=== Section Start ===

use criterion::{criterion_group, criterion_main, Criterion};
use dilithium_native::dilithium2::Dilithium2;
use dilithium_native::dilithium3::Dilithium3;
use dilithium_native::dilithium5::Dilithium5;
use dilithium_native::traits::SignatureScheme;

macro_rules! bench_mode {
    ($fn_keygen:ident, $fn_sign:ident, $fn_verify:ident, $scheme:ty, $label:expr) => {
        fn $fn_keygen(c: &mut Criterion) {
            let seed = [0u8; 32];
            c.bench_function(concat!($label, "_keygen"), |b| {
                b.iter(|| {
                    <$scheme>::keypair_from_seed(&seed).unwrap();
                })
            });
        }

        fn $fn_sign(c: &mut Criterion) {
            let seed = [0u8; 32];
            let (_pk, sk) = <$scheme>::keypair_from_seed(&seed).unwrap();
            let msg = b"benchmark message";
            c.bench_function(concat!($label, "_sign"), |b| {
                b.iter(|| {
                    <$scheme>::sign(&sk, msg).unwrap();
                })
            });
        }

        fn $fn_verify(c: &mut Criterion) {
            let seed = [0u8; 32];
            let (pk, sk) = <$scheme>::keypair_from_seed(&seed).unwrap();
            let msg = b"benchmark message";
            let sig = <$scheme>::sign(&sk, msg).unwrap();
            c.bench_function(concat!($label, "_verify"), |b| {
                b.iter(|| {
                    <$scheme>::verify(&pk, msg, &sig).unwrap();
                })
            });
        }
    };
}

bench_mode!(bench_keygen2, bench_sign2, bench_verify2, Dilithium2, "dilithium2");
bench_mode!(bench_keygen3, bench_sign3, bench_verify3, Dilithium3, "dilithium3");
bench_mode!(bench_keygen5, bench_sign5, bench_verify5, Dilithium5, "dilithium5");

criterion_group!(
    benches,
    bench_keygen2,
    bench_sign2,
    bench_verify2,
    bench_keygen3,
    bench_sign3,
    bench_verify3,
    bench_keygen5,
    bench_sign5,
    bench_verify5,
);
criterion_main!(benches);
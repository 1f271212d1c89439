//! Invariant 3 (spec.md §8): `unpack . pack = identity` at the whole
//! key/signature level, exercised through the public API's `AsRef<[u8]>` /
//! `from_bytes` round trip (per-polynomial pack/unpack round trips live in
//! `src/packing.rs` and `src/keys.rs` unit tests).

use dilithium_native::dilithium2::{self, Dilithium2};
use dilithium_native::dilithium3::{self, Dilithium3};
use dilithium_native::dilithium5::{self, Dilithium5};
use dilithium_native::traits::SignatureScheme;

#[test]
fn dilithium2_key_and_signature_byte_lengths_are_fixed() {
    let (pk, sk) = Dilithium2::keypair_from_seed(&[7u8; 32]).unwrap();
    let sig = Dilithium2::sign(&sk, b"length check").unwrap();
    assert_eq!(pk.as_ref().len(), dilithium2::PUBLIC_KEY_BYTES);
    assert_eq!(sk.as_ref().len(), dilithium2::SECRET_KEY_BYTES);
    assert_eq!(sig.as_ref().len(), dilithium2::SIGNATURE_BYTES);
}

#[test]
fn dilithium2_public_key_roundtrips_through_bytes() {
    let (pk, _sk) = Dilithium2::keypair_from_seed(&[8u8; 32]).unwrap();
    let bytes = pk.as_ref().to_vec();
    let pk2 = dilithium2::PublicKey::from_bytes(&bytes).unwrap();
    assert_eq!(pk.as_ref(), pk2.as_ref());
}

#[test]
fn dilithium2_secret_key_roundtrips_through_bytes_and_still_signs() {
    let (pk, sk) = Dilithium2::keypair_from_seed(&[9u8; 32]).unwrap();
    let bytes = sk.as_ref().to_vec();
    let sk2 = dilithium2::SecretKey::from_bytes(&bytes).unwrap();
    let msg = b"sk roundtrip";
    let sig = Dilithium2::sign(&sk2, msg).unwrap();
    assert!(Dilithium2::verify(&pk, msg, &sig).is_ok());
}

#[test]
fn dilithium2_signature_roundtrips_through_bytes() {
    let (pk, sk) = Dilithium2::keypair_from_seed(&[10u8; 32]).unwrap();
    let msg = b"sig roundtrip";
    let sig = Dilithium2::sign(&sk, msg).unwrap();
    let bytes = sig.as_ref().to_vec();
    let sig2 = dilithium2::Signature::from_bytes(&bytes).unwrap();
    assert!(Dilithium2::verify(&pk, msg, &sig2).is_ok());
}

#[test]
fn wrong_length_inputs_are_rejected_not_panicked() {
    assert!(dilithium2::PublicKey::from_bytes(&[0u8; 10]).is_err());
    assert!(dilithium2::SecretKey::from_bytes(&[0u8; 10]).is_err());
    assert!(dilithium2::Signature::from_bytes(&[0u8; 10]).is_err());
}

#[test]
fn dilithium3_and_dilithium5_byte_lengths_match_mode_constants() {
    let (pk3, sk3) = Dilithium3::keypair_from_seed(&[11u8; 32]).unwrap();
    let sig3 = Dilithium3::sign(&sk3, b"mode 3").unwrap();
    assert_eq!(pk3.as_ref().len(), dilithium3::PUBLIC_KEY_BYTES);
    assert_eq!(sk3.as_ref().len(), dilithium3::SECRET_KEY_BYTES);
    assert_eq!(sig3.as_ref().len(), dilithium3::SIGNATURE_BYTES);

    let (pk5, sk5) = Dilithium5::keypair_from_seed(&[12u8; 32]).unwrap();
    let sig5 = Dilithium5::sign(&sk5, b"mode 5").unwrap();
    assert_eq!(pk5.as_ref().len(), dilithium5::PUBLIC_KEY_BYTES);
    assert_eq!(sk5.as_ref().len(), dilithium5::SECRET_KEY_BYTES);
    assert_eq!(sig5.as_ref().len(), dilithium5::SIGNATURE_BYTES);
}
//! Dilithium mode 5 (NIST security category 5): `K = 8`, `L = 7`, `eta = 2`.
//!
//! Instantiates the generic core in `scheme.rs` with this mode's literal
//! dimensions and mode parameters; byte-size constants match the table in
//! SPEC_FULL.md §3 (PK 2592 / SK 4864 / Sig 4595 bytes).

use rand_core::{CryptoRng, RngCore};

use crate::keys;
use crate::packing::pack_w1;
use crate::params::{POLYT0_PACKEDBYTES, POLYT1_PACKEDBYTES, Q, SEEDBYTES, TRBYTES};
use crate::polyvec::PolyVec;
use crate::scheme;
use crate::traits::{self, SignatureError, SignatureScheme};
use crate::xof::shake256;

pub const K: usize = 8;
pub const L: usize = 7;
pub const ETA: i32 = 2;
pub const TAU: usize = 60;
pub const BETA: i32 = TAU as i32 * ETA;
pub const GAMMA1: i32 = 1 << 19;
pub const GAMMA1_BITS: u32 = 19;
pub const GAMMA2: i32 = (Q - 1) / 32;
pub const OMEGA: usize = 75;

const ETA_PACKEDBYTES: usize = 96;
const Z_PACKEDBYTES: usize = 640;
const W1_PACKEDBYTES: usize = 128;

pub const PUBLIC_KEY_BYTES: usize = SEEDBYTES + K * POLYT1_PACKEDBYTES;
pub const SECRET_KEY_BYTES: usize =
    2 * SEEDBYTES + TRBYTES + L * ETA_PACKEDBYTES + K * ETA_PACKEDBYTES + K * POLYT0_PACKEDBYTES;
pub const SIGNATURE_BYTES: usize = SEEDBYTES + L * Z_PACKEDBYTES + OMEGA + K;

pub type PublicKey = traits::PublicKey<PUBLIC_KEY_BYTES>;
pub type SecretKey = traits::SecretKey<SECRET_KEY_BYTES>;
pub type Signature = traits::Signature<SIGNATURE_BYTES>;

/// Dilithium, security level 5.
pub struct Dilithium5;

fn pk_digest(rho: &[u8; 32], t1: &PolyVec<K>) -> [u8; 32] {
    let mut pk_bytes = [0u8; PUBLIC_KEY_BYTES];
    keys::pack_public_key(rho, t1, &mut pk_bytes);
    let mut tr = [0u8; 32];
    shake256(&[&pk_bytes], &mut tr);
    tr
}

fn keypair_from_seed_inner(seed: &[u8; 32]) -> (PublicKey, SecretKey) {
    let out = scheme::keygen::<K, L>(seed, ETA, pk_digest);
    let mut pk_bytes = [0u8; PUBLIC_KEY_BYTES];
    keys::pack_public_key(&out.rho, &out.t1, &mut pk_bytes);
    let mut sk_bytes = [0u8; SECRET_KEY_BYTES];
    keys::pack_secret_key(&out.rho, &out.key_seed, &out.tr, &out.s1, &out.s2, &out.t0, ETA, &mut sk_bytes);
    (PublicKey(pk_bytes), SecretKey(sk_bytes))
}

fn sign_inner(sk: &SecretKey, msg: &[u8], rnd: Option<[u8; 32]>) -> Result<Signature, SignatureError> {
    let unpacked = keys::unpack_secret_key::<K, L>(sk.as_ref(), ETA)?;
    let parts = scheme::sign::<K, L>(
        &unpacked.rho,
        &unpacked.key_seed,
        &unpacked.tr,
        &unpacked.s1,
        &unpacked.s2,
        &unpacked.t0,
        msg,
        rnd,
        ETA,
        TAU,
        BETA,
        GAMMA1,
        GAMMA1_BITS,
        GAMMA2,
        OMEGA,
        |p, out| pack_w1(p, GAMMA2, out),
        W1_PACKEDBYTES,
    )?;
    let mut sig_bytes = [0u8; SIGNATURE_BYTES];
    keys::pack_signature(&parts.c_tilde, &parts.z, &parts.hint, GAMMA1, GAMMA1_BITS, OMEGA, &mut sig_bytes)?;
    Ok(Signature(sig_bytes))
}

impl SignatureScheme for Dilithium5 {
    type PublicKey = PublicKey;
    type SecretKey = SecretKey;
    type Signature = Signature;

    const PUBLIC_KEY_BYTES: usize = PUBLIC_KEY_BYTES;
    const SECRET_KEY_BYTES: usize = SECRET_KEY_BYTES;
    const SIGNATURE_BYTES: usize = SIGNATURE_BYTES;

    fn keypair<R: RngCore + CryptoRng>(rng: &mut R) -> Result<(PublicKey, SecretKey), SignatureError> {
        let mut seed = [0u8; 32];
        rng.fill_bytes(&mut seed);
        Ok(keypair_from_seed_inner(&seed))
    }

    fn keypair_from_seed(seed: &[u8; 32]) -> Result<(PublicKey, SecretKey), SignatureError> {
        Ok(keypair_from_seed_inner(seed))
    }

    fn sign(sk: &SecretKey, msg: &[u8]) -> Result<Signature, SignatureError> {
        sign_inner(sk, msg, None)
    }

    fn sign_randomized<R: RngCore + CryptoRng>(
        sk: &SecretKey,
        msg: &[u8],
        rng: &mut R,
    ) -> Result<Signature, SignatureError> {
        let mut rnd = [0u8; 32];
        rng.fill_bytes(&mut rnd);
        sign_inner(sk, msg, Some(rnd))
    }

    fn verify(pk: &PublicKey, msg: &[u8], sig: &Signature) -> Result<(), SignatureError> {
        let (rho, t1) = keys::unpack_public_key::<K>(pk.as_ref())?;
        let tr = pk_digest(&rho, &t1);
        let unpacked = keys::unpack_signature::<K, L>(sig.as_ref(), GAMMA1, GAMMA1_BITS, OMEGA)?;

        scheme::verify::<K, L>(
            &rho,
            &tr,
            &t1,
            msg,
            &unpacked.c_tilde,
            &unpacked.z,
            &unpacked.hint,
            unpacked.hint_count,
            TAU,
            BETA,
            GAMMA1,
            GAMMA2,
            OMEGA,
            |p, out| pack_w1(p, GAMMA2, out),
            W1_PACKEDBYTES,
        )
    }
}

#[cfg(test)]
mod tests {
    use super::*;

    #[test]
    fn byte_sizes_match_spec_table() {
        assert_eq!(PUBLIC_KEY_BYTES, 2592);
        assert_eq!(SECRET_KEY_BYTES, 4864);
        assert_eq!(SIGNATURE_BYTES, 4595);
    }

    #[test]
    fn sign_verify_roundtrip() {
        let (pk, sk) = Dilithium5::keypair_from_seed(&[20u8; 32]).unwrap();
        let msg = b"dilithium5 roundtrip";
        let sig = Dilithium5::sign(&sk, msg).unwrap();
        assert!(Dilithium5::verify(&pk, msg, &sig).is_ok());
    }

    #[test]
    fn malformed_signature_length_rejects() {
        let (pk, sk) = Dilithium5::keypair_from_seed(&[21u8; 32]).unwrap();
        let msg = b"length test";
        let sig = Dilithium5::sign(&sk, msg).unwrap();
        let truncated = &sig.as_ref()[..SIGNATURE_BYTES - 1];
        assert!(keys::unpack_signature::<K, L>(truncated, GAMMA1, GAMMA1_BITS, OMEGA).is_err());
        assert!(Dilithium5::verify(&pk, msg, &sig).is_ok());
    }
}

=== Section End ===

**ASSIGNMENT:**
Out of the data above, set down the lines from the one with "use dilithium_native::dilithium5::Dilithium5;" to the one with "repository 1f271212d1c89439", both included, exactly as written and with no additions.

**EXPECTED OUTPUT:**
use dilithium_native::dilithium5::Dilithium5;
use dilithium_native::traits::SignatureScheme;

macro_rules! bench_mode {
    ($fn_keygen:ident, $fn_sign:ident, $fn_verify:ident, $scheme:ty, $label:expr) => {
        fn $fn_keygen(c: &mut Criterion) {
            let seed = [0u8; 32];
            c.bench_function(concat!($label, "_keygen"), |b| {
                b.iter(|| {
                    <$scheme>::keypair_from_seed(&seed).unwrap();
                })
            });
        }

        fn $fn_sign(c: &mut Criterion) {
            let seed = [0u8; 32];
            let (_pk, sk) = <$scheme>::keypair_from_seed(&seed).unwrap();
            let msg = b"benchmark message";
            c.bench_function(concat!($label, "_sign"), |b| {
                b.iter(|| {
                    <$scheme>::sign(&sk, msg).unwrap();
                })
            });
        }

        fn $fn_verify(c: &mut Criterion) {
            let seed = [0u8; 32];
            let (pk, sk) = <$scheme>::keypair_from_seed(&seed).unwrap();
            let msg = b"benchmark message";
            let sig = <$scheme>::sign(&sk, msg).unwrap();
            c.bench_function(concat!($label, "_verify"), |b| {
                b.iter(|| {
                    <$scheme>::verify(&pk, msg, &sig).unwrap();
                })
            });
        }
    };
}

bench_mode!(bench_keygen2, bench_sign2, bench_verify2, Dilithium2, "dilithium2");
bench_mode!(bench_keygen3, bench_sign3, bench_verify3, Dilithium3, "dilithium3");
bench_mode!(bench_keygen5, bench_sign5, bench_verify5, Dilithium5, "dilithium5");

criterion_group!(
    benches,
    bench_keygen2,
    bench_sign2,
    bench_verify2,
    bench_keygen3,
    bench_sign3,
    bench_verify3,
    bench_keygen5,
    bench_sign5,
    bench_verify5,
);
criterion_main!(benches);
repository 1f271212d1c89439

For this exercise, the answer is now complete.